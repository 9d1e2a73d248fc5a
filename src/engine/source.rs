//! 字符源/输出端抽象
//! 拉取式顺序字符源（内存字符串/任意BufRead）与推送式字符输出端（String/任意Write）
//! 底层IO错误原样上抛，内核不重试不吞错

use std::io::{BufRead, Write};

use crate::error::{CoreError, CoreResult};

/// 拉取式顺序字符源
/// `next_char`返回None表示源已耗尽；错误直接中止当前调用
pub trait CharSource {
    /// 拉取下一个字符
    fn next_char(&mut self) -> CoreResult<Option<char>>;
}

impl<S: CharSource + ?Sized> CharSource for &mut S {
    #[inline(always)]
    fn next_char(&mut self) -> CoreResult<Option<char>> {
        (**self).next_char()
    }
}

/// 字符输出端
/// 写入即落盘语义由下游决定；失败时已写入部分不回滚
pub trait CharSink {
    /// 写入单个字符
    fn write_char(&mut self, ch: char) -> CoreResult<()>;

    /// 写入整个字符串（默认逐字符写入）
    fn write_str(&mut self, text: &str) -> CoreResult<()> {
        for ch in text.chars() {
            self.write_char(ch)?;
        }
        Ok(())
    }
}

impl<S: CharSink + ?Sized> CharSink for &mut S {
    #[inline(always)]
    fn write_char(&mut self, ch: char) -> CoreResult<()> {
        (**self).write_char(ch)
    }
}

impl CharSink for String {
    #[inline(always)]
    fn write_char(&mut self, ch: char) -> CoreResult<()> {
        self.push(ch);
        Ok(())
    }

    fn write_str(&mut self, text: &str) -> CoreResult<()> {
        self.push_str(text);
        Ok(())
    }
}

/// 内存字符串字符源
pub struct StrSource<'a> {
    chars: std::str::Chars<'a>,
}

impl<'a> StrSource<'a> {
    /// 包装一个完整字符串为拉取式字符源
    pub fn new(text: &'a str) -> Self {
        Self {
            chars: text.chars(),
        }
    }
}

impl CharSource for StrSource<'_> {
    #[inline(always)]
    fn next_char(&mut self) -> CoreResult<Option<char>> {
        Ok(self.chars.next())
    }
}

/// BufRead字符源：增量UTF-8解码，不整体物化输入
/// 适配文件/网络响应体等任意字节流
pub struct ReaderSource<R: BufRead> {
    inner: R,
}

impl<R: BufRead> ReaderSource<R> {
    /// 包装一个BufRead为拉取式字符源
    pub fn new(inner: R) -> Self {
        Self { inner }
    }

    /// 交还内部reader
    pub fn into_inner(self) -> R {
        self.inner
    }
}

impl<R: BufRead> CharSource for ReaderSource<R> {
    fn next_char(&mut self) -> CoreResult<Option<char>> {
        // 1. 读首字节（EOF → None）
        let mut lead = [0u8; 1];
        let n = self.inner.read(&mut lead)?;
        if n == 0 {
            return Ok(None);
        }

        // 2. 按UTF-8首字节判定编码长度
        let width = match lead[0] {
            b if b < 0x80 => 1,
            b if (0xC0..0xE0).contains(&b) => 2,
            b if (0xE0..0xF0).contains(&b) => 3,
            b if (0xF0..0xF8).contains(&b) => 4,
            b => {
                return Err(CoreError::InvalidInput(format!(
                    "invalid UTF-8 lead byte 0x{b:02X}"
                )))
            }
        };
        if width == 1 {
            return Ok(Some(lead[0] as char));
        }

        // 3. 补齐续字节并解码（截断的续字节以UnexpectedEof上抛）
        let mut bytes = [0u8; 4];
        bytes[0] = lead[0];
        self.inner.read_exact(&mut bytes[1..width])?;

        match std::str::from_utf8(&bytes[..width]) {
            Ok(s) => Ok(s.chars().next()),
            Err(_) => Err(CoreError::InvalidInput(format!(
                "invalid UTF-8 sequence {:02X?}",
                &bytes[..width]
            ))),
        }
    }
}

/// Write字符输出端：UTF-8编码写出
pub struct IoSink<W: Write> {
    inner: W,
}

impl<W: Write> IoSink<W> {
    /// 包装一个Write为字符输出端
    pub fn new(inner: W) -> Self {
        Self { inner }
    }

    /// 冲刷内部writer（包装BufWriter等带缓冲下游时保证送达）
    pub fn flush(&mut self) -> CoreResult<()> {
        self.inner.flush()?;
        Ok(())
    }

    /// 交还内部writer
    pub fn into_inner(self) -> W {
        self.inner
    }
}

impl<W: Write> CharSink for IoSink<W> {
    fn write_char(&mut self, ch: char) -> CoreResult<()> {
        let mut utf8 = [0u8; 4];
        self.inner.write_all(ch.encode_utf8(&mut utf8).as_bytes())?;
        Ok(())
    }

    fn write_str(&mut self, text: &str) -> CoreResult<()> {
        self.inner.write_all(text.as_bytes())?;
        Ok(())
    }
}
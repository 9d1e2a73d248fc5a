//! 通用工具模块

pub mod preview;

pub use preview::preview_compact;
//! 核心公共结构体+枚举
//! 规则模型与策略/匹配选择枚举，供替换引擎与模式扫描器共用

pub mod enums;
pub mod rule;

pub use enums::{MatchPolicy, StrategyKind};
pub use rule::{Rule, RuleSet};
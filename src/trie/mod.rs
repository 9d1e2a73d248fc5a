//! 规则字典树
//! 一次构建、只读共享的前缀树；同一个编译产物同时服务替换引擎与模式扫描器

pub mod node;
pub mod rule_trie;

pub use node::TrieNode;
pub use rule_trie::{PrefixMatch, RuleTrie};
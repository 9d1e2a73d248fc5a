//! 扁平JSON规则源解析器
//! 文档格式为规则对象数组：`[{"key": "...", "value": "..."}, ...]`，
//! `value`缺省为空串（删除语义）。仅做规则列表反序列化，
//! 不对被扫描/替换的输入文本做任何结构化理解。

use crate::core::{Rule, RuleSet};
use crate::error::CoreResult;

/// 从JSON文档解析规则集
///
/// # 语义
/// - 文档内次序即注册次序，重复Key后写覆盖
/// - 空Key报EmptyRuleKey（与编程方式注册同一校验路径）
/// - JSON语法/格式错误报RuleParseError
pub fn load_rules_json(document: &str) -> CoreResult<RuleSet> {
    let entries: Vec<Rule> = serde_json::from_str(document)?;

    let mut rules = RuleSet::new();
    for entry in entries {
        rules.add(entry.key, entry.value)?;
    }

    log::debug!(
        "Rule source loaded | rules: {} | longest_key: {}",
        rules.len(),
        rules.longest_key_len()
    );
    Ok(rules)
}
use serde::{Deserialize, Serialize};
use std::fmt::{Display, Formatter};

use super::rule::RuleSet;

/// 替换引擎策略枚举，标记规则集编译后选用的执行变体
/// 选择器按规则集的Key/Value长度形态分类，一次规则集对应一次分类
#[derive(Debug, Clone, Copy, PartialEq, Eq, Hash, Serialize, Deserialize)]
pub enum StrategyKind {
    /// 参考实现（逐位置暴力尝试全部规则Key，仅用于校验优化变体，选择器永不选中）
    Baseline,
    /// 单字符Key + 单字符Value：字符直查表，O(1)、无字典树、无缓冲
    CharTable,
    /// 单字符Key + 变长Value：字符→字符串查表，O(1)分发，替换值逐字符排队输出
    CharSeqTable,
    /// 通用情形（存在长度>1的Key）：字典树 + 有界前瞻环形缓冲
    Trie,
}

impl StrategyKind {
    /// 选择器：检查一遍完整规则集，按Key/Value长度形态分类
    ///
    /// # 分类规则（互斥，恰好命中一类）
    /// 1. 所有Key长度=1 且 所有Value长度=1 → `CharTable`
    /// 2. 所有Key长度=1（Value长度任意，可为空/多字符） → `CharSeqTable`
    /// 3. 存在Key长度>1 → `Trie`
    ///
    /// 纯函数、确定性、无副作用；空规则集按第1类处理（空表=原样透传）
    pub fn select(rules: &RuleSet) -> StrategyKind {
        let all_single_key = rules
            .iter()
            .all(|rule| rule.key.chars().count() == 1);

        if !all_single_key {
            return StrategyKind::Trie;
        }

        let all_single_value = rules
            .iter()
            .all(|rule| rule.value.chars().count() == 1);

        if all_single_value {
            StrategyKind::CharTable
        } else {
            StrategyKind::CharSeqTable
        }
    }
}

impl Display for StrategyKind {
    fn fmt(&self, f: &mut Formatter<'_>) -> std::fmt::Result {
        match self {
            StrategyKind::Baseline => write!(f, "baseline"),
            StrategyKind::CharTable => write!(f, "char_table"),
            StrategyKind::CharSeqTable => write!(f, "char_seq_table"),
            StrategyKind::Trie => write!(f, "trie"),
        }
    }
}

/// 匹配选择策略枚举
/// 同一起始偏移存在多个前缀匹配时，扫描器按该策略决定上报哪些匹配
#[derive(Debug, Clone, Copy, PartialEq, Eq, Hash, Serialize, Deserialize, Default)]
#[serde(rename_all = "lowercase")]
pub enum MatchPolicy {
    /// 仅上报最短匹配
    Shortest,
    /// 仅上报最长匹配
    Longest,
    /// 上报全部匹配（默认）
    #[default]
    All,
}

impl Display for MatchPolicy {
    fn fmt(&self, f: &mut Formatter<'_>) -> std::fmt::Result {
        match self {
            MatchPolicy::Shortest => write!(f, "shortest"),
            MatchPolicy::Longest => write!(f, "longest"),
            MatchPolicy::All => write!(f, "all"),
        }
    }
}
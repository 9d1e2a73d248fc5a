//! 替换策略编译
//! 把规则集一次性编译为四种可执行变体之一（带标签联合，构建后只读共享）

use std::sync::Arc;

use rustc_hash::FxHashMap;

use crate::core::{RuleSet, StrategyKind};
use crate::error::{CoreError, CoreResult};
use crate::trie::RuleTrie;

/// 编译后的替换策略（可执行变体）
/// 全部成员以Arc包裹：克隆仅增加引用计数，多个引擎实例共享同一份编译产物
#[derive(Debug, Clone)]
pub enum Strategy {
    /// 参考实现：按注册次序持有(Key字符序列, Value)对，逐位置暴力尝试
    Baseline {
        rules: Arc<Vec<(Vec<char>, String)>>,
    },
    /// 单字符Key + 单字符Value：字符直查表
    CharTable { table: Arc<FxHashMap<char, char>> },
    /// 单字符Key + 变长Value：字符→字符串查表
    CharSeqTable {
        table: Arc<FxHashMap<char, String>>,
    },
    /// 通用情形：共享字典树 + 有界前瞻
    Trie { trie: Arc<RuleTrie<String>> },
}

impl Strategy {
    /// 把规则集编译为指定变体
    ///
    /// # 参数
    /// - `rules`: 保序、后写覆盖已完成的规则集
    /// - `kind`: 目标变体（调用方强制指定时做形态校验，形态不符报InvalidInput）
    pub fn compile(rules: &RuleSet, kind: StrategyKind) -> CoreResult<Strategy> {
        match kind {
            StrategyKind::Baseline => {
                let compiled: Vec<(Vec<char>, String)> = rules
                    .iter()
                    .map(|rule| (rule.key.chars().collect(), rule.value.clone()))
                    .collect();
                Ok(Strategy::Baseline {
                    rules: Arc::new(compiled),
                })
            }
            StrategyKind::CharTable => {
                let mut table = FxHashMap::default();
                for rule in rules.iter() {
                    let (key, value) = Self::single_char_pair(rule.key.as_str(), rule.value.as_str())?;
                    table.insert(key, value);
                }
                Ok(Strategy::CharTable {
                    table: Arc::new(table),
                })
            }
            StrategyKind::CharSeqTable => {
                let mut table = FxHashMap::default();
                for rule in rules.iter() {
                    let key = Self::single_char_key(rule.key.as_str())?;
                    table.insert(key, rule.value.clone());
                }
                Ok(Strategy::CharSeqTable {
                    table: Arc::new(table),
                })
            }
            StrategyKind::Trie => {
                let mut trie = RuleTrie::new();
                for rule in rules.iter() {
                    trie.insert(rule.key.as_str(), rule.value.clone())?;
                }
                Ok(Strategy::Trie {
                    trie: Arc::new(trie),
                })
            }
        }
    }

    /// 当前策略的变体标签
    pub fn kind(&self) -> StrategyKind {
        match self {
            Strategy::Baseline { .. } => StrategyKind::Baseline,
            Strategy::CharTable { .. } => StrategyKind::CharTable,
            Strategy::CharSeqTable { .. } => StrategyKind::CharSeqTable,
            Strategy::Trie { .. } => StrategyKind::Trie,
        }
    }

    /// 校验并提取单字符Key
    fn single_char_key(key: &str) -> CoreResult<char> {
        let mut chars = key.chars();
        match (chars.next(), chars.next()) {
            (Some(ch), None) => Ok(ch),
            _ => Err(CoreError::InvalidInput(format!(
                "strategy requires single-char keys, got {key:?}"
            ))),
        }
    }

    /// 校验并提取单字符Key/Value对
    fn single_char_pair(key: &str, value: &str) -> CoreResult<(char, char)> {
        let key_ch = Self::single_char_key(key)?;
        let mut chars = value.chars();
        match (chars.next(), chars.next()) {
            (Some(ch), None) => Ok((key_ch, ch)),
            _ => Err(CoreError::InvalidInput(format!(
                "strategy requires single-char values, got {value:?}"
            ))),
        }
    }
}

# REQUIREMENT
When the entries above show the word "Display" in a line, copy that line out.

# ANSWER BELOW
use std::fmt::{Display, Formatter};
impl Display for StrategyKind {
impl Display for MatchPolicy {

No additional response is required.